### Instructions to follow
In the records that follow, show each line where the word "Router" is present.

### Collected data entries
.....

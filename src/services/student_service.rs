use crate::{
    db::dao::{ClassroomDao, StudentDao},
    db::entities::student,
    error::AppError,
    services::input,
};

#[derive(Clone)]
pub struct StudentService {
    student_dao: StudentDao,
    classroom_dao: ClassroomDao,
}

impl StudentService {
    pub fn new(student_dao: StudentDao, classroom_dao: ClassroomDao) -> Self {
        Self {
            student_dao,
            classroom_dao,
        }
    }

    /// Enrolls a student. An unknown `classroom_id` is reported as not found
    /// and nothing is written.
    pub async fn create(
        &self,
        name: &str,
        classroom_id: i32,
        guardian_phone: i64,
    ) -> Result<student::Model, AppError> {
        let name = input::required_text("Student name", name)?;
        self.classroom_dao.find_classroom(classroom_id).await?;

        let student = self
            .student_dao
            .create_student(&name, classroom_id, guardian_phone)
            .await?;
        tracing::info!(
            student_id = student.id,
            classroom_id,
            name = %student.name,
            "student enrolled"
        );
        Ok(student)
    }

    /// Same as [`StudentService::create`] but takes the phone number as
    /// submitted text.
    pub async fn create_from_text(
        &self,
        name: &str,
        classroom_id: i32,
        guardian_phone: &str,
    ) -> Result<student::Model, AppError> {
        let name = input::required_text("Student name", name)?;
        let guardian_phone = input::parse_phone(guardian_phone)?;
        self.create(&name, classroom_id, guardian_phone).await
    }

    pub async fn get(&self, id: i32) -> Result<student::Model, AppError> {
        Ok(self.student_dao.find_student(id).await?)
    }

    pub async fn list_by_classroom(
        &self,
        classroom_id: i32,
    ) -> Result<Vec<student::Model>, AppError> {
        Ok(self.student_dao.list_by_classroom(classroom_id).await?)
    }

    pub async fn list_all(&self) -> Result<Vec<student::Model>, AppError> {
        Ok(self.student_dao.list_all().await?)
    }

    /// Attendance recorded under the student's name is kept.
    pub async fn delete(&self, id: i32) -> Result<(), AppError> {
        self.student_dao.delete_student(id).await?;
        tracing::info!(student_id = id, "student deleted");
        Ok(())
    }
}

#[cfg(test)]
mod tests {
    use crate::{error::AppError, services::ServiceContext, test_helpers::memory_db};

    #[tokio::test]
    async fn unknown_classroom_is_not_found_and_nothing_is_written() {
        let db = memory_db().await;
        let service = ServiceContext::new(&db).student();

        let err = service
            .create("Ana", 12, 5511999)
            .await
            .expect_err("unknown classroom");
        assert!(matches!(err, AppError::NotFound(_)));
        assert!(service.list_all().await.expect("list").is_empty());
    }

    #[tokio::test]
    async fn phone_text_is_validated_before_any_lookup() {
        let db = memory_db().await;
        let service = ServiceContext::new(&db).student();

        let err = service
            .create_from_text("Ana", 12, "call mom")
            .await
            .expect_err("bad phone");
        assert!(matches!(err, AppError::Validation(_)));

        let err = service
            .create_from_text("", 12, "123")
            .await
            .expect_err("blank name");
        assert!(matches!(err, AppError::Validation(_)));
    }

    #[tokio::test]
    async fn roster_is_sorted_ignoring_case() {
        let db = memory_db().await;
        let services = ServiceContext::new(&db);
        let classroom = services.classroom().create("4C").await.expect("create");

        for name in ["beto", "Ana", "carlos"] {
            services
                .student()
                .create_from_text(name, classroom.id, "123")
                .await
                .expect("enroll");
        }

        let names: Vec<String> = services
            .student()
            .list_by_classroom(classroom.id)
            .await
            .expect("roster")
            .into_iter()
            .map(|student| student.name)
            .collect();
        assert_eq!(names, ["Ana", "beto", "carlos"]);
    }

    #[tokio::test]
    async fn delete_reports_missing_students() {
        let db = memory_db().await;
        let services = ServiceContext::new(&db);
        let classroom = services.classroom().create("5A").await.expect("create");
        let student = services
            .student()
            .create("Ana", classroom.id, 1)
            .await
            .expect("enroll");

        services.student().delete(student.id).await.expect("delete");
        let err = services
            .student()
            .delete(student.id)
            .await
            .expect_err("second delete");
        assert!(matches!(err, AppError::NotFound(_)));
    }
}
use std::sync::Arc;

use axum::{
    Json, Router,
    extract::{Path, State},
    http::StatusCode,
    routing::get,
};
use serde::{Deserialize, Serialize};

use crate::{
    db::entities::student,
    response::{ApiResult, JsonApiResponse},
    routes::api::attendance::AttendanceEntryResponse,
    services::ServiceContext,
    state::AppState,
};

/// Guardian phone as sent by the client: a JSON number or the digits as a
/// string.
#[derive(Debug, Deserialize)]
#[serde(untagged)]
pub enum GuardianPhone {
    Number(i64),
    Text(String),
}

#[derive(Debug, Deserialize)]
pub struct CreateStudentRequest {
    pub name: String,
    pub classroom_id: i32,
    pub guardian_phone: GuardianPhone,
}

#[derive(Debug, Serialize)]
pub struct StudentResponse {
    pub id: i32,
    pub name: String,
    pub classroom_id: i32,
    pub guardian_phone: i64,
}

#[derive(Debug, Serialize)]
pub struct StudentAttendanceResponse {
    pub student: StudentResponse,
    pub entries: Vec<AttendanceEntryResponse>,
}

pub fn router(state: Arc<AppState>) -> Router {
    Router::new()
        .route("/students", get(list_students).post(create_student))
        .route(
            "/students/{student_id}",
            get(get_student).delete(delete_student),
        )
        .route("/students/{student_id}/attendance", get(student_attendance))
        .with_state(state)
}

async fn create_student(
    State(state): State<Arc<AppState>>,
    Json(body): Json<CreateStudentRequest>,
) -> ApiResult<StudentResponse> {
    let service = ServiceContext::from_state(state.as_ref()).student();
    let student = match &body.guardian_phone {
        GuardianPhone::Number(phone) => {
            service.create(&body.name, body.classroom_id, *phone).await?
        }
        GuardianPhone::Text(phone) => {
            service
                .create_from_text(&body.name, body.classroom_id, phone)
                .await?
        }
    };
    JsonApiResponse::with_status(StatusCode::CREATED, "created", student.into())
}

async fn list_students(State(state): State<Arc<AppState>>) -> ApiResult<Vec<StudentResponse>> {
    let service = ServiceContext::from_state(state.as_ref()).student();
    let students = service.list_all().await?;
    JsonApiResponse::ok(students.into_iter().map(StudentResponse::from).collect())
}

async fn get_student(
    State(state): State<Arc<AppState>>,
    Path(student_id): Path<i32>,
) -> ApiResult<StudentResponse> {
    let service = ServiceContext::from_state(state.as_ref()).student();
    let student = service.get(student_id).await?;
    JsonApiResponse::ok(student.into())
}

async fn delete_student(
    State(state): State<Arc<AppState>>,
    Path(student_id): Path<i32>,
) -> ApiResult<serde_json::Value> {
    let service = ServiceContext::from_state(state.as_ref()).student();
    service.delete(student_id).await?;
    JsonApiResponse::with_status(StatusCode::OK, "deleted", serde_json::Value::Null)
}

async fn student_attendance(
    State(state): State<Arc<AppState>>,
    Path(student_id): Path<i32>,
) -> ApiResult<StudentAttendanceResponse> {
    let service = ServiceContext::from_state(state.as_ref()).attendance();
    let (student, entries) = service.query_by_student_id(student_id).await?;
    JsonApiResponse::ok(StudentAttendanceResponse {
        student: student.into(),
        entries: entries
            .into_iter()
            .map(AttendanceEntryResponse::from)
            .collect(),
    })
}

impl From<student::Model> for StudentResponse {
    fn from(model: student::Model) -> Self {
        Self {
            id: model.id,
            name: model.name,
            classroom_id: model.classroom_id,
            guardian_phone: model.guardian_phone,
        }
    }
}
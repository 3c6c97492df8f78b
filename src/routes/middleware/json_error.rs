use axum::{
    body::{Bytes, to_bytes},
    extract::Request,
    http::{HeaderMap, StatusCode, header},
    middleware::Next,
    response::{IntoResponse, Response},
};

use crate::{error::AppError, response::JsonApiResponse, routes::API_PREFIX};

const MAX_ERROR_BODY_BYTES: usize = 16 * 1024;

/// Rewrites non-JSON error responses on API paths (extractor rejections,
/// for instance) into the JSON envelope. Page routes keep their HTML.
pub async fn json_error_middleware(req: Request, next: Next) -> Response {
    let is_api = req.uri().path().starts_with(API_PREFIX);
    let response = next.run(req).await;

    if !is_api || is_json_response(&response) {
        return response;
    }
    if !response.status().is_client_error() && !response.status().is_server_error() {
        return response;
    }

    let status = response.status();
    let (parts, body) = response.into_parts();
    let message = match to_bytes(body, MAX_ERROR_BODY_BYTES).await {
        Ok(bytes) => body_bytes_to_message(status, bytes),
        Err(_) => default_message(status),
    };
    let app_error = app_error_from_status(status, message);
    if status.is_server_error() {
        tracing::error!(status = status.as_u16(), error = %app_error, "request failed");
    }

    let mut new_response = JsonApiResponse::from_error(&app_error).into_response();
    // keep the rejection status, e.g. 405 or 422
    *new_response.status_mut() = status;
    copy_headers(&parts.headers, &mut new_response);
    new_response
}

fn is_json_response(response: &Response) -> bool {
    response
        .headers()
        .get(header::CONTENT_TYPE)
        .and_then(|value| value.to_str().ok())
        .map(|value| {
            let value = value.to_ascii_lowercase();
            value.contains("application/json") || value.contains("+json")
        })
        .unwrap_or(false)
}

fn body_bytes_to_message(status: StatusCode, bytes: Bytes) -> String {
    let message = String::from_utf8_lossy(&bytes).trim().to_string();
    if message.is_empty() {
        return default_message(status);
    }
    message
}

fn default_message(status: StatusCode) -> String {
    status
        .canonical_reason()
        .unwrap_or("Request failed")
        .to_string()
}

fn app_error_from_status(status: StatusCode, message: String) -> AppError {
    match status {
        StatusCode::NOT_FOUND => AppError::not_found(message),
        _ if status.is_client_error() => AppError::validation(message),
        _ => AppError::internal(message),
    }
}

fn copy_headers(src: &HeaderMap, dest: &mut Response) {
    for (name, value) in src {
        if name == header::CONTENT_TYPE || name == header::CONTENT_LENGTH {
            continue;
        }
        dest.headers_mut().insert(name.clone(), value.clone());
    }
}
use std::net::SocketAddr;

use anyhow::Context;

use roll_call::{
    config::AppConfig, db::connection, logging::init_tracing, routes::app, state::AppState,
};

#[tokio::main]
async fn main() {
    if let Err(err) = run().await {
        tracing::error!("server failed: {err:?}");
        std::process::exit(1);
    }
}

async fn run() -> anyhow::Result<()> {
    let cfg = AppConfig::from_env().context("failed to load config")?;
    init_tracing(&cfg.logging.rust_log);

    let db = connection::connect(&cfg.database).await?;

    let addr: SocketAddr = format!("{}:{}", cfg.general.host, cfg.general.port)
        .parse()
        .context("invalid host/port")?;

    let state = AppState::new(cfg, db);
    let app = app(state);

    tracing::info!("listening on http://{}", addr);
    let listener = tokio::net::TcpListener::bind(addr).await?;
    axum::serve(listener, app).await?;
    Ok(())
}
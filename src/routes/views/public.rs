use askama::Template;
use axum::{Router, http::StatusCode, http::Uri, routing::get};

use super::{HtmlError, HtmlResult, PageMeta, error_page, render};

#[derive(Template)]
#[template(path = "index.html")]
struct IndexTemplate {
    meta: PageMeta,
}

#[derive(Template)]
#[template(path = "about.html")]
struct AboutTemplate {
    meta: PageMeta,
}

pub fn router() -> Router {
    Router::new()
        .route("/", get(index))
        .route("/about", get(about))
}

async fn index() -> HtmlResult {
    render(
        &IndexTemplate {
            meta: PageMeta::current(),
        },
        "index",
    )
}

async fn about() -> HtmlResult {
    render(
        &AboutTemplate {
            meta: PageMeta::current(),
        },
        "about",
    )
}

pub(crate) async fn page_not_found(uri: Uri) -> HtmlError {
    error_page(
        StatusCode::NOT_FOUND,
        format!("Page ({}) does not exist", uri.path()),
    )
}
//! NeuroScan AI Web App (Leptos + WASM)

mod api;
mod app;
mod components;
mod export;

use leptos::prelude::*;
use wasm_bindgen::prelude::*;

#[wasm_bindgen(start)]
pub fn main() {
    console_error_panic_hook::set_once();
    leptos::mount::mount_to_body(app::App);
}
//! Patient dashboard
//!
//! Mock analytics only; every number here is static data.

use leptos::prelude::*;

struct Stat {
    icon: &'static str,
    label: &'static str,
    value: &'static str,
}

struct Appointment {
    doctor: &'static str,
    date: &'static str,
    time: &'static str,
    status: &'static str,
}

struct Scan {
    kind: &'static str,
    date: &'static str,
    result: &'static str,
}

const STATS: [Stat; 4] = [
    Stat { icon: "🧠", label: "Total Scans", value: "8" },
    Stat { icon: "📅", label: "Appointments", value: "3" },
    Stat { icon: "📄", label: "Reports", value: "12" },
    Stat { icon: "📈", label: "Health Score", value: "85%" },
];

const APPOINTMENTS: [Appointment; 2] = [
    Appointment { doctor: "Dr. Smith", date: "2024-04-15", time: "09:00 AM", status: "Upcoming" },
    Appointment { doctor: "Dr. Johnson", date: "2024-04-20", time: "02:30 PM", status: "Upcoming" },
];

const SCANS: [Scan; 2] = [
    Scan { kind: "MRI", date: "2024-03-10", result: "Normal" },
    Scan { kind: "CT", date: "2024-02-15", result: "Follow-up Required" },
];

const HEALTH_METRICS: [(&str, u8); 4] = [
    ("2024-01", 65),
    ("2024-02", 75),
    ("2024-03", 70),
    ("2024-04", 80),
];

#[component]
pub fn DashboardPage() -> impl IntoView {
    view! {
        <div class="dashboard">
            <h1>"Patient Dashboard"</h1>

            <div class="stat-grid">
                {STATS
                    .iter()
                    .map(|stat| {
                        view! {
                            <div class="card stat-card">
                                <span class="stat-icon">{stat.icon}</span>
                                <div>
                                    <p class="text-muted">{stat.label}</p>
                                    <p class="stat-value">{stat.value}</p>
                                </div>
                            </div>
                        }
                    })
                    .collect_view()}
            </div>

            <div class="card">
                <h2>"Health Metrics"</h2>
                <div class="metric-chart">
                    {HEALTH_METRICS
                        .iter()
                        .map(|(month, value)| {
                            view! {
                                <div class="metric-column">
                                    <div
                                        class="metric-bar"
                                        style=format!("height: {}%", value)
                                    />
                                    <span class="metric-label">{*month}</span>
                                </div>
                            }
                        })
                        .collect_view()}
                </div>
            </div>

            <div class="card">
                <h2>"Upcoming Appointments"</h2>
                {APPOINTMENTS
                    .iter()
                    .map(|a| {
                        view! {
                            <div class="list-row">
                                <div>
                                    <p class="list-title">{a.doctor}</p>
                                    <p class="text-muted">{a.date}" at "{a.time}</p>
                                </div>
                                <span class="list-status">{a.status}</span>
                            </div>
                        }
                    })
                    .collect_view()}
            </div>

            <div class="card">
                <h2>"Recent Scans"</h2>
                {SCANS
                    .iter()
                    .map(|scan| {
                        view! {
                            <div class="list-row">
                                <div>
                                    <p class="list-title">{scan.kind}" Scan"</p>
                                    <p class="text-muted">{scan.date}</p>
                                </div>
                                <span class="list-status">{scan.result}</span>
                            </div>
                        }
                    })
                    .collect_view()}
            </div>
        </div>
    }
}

.....

### Your response
    Json, Router,
pub fn router(state: Arc<AppState>) -> Router {
    Router::new()
use axum::{Router, http::StatusCode, http::Uri, routing::get};
pub fn router() -> Router {
    Router::new()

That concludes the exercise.